Instructions to follow -> Go through the entries below and work out how many lines include "EventStatus". Answer with the number only.

▬▬▬

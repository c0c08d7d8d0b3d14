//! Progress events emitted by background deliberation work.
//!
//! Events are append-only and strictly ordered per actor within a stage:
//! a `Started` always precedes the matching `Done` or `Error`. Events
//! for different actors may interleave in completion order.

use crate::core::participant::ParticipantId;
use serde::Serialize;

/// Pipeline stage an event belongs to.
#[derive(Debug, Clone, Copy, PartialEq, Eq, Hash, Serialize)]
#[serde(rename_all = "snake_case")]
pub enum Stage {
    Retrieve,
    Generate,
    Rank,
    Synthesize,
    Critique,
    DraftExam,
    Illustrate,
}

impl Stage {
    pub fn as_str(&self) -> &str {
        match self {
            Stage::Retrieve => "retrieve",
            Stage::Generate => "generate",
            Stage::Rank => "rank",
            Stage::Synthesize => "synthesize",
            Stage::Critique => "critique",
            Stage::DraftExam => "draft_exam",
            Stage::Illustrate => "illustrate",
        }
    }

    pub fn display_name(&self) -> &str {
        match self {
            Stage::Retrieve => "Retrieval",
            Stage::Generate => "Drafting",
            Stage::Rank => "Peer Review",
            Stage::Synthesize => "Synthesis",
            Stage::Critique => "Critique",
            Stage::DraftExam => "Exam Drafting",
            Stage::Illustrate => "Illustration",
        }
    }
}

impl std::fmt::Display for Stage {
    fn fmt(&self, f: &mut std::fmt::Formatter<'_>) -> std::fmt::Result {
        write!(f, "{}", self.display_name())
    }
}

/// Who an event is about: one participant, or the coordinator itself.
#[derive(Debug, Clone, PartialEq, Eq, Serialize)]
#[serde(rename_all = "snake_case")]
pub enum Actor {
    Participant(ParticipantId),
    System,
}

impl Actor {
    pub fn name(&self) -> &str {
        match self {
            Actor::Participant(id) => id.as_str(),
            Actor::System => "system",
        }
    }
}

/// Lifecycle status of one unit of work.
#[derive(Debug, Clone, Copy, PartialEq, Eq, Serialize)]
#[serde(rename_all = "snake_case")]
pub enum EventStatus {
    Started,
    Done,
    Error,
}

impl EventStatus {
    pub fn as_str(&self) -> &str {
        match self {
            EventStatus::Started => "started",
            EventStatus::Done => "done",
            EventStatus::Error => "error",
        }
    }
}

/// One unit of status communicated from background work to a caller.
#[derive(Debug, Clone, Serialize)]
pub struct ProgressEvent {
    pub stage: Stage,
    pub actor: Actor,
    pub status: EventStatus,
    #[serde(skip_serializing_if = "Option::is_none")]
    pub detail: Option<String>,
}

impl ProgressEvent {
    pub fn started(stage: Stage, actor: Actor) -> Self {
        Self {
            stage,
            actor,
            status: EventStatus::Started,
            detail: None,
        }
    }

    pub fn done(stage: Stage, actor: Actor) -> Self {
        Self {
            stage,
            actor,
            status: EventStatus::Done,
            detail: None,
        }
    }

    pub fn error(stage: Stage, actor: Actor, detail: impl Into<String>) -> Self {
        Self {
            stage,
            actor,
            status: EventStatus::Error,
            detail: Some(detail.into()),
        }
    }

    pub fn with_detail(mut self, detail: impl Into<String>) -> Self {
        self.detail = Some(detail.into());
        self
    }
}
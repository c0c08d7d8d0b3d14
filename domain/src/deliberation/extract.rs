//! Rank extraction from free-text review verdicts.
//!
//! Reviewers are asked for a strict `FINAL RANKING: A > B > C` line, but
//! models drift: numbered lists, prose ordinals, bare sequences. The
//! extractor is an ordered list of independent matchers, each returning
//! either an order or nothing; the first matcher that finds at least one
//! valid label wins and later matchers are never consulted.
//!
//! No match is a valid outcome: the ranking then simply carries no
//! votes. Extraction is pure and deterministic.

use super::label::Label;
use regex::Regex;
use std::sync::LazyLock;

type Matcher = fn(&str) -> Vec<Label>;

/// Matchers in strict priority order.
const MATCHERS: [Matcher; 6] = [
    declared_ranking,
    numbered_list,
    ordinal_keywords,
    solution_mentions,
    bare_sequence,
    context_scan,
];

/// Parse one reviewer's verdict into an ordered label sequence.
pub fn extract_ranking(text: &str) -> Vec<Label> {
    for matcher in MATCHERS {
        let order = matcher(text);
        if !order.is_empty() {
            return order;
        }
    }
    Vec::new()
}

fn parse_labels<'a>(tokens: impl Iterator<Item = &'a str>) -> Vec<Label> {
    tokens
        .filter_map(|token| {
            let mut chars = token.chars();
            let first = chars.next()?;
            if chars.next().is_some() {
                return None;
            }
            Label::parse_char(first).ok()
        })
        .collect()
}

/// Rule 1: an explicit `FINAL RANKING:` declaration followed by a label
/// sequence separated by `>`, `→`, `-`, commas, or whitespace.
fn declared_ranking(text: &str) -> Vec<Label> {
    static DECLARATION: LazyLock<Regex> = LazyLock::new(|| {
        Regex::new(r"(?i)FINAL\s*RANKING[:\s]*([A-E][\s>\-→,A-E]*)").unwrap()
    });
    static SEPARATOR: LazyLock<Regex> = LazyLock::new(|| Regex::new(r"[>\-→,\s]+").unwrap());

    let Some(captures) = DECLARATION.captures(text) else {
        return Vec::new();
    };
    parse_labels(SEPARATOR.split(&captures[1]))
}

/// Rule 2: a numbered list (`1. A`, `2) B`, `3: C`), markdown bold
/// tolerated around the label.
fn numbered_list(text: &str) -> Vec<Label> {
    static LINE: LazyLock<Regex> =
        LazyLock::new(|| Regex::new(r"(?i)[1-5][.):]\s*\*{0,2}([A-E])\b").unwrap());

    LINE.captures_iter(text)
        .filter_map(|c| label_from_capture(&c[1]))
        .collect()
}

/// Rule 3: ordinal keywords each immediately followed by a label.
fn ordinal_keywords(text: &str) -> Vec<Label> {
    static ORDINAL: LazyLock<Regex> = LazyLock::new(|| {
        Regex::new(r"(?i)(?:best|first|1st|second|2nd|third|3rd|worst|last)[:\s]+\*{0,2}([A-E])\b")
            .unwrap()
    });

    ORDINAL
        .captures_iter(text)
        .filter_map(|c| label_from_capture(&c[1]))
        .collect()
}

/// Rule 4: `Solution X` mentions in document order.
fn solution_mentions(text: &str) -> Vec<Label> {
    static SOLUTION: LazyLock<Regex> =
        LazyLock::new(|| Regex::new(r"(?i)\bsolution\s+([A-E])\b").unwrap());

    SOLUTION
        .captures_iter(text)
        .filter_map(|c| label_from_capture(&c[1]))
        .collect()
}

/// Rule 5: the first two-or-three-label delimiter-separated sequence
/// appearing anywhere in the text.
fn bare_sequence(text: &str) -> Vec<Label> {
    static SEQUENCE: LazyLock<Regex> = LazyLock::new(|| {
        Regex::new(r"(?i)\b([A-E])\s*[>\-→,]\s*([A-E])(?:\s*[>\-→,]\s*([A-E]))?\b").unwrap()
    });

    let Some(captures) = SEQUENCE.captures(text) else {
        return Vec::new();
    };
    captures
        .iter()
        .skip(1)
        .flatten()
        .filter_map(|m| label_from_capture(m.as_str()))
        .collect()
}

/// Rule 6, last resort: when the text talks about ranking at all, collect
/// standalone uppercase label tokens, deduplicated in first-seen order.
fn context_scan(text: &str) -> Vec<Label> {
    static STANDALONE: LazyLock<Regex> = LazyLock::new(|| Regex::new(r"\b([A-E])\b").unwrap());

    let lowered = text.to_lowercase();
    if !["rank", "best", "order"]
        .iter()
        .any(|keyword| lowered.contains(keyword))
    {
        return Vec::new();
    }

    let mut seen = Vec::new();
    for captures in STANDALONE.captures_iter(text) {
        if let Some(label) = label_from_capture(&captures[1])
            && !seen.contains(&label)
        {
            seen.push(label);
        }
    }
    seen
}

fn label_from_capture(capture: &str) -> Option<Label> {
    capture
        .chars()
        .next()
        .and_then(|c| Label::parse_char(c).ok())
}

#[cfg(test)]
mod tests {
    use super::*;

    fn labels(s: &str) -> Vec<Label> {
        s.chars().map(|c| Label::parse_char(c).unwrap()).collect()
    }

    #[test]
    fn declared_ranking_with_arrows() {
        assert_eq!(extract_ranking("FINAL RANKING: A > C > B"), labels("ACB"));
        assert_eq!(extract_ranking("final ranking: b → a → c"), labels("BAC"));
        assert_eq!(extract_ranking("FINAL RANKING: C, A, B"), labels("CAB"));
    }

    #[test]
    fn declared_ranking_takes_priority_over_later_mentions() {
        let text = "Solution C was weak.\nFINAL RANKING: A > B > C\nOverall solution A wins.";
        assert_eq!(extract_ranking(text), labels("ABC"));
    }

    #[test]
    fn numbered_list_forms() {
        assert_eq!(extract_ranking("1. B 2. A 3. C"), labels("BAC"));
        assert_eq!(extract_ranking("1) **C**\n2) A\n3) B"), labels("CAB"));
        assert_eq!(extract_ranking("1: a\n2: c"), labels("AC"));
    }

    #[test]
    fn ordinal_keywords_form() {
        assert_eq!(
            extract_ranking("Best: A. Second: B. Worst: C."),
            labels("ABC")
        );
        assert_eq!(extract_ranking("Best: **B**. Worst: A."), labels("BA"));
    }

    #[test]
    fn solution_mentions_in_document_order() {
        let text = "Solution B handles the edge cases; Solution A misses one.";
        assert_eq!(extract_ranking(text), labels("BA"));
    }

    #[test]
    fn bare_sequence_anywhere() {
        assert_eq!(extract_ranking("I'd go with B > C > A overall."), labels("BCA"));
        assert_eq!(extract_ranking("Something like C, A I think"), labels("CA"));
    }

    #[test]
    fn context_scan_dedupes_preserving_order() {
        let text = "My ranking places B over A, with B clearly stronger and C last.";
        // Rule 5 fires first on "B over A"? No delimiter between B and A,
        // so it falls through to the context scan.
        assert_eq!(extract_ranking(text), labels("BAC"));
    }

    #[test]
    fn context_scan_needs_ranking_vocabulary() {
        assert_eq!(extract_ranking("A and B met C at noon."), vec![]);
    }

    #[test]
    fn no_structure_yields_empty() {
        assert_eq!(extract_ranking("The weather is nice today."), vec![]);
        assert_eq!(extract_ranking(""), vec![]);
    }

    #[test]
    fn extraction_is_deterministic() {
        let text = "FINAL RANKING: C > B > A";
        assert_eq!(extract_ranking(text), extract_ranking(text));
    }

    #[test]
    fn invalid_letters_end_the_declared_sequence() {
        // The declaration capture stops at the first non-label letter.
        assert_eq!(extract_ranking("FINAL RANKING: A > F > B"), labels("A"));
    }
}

▬▬▬

Expected answer -> 9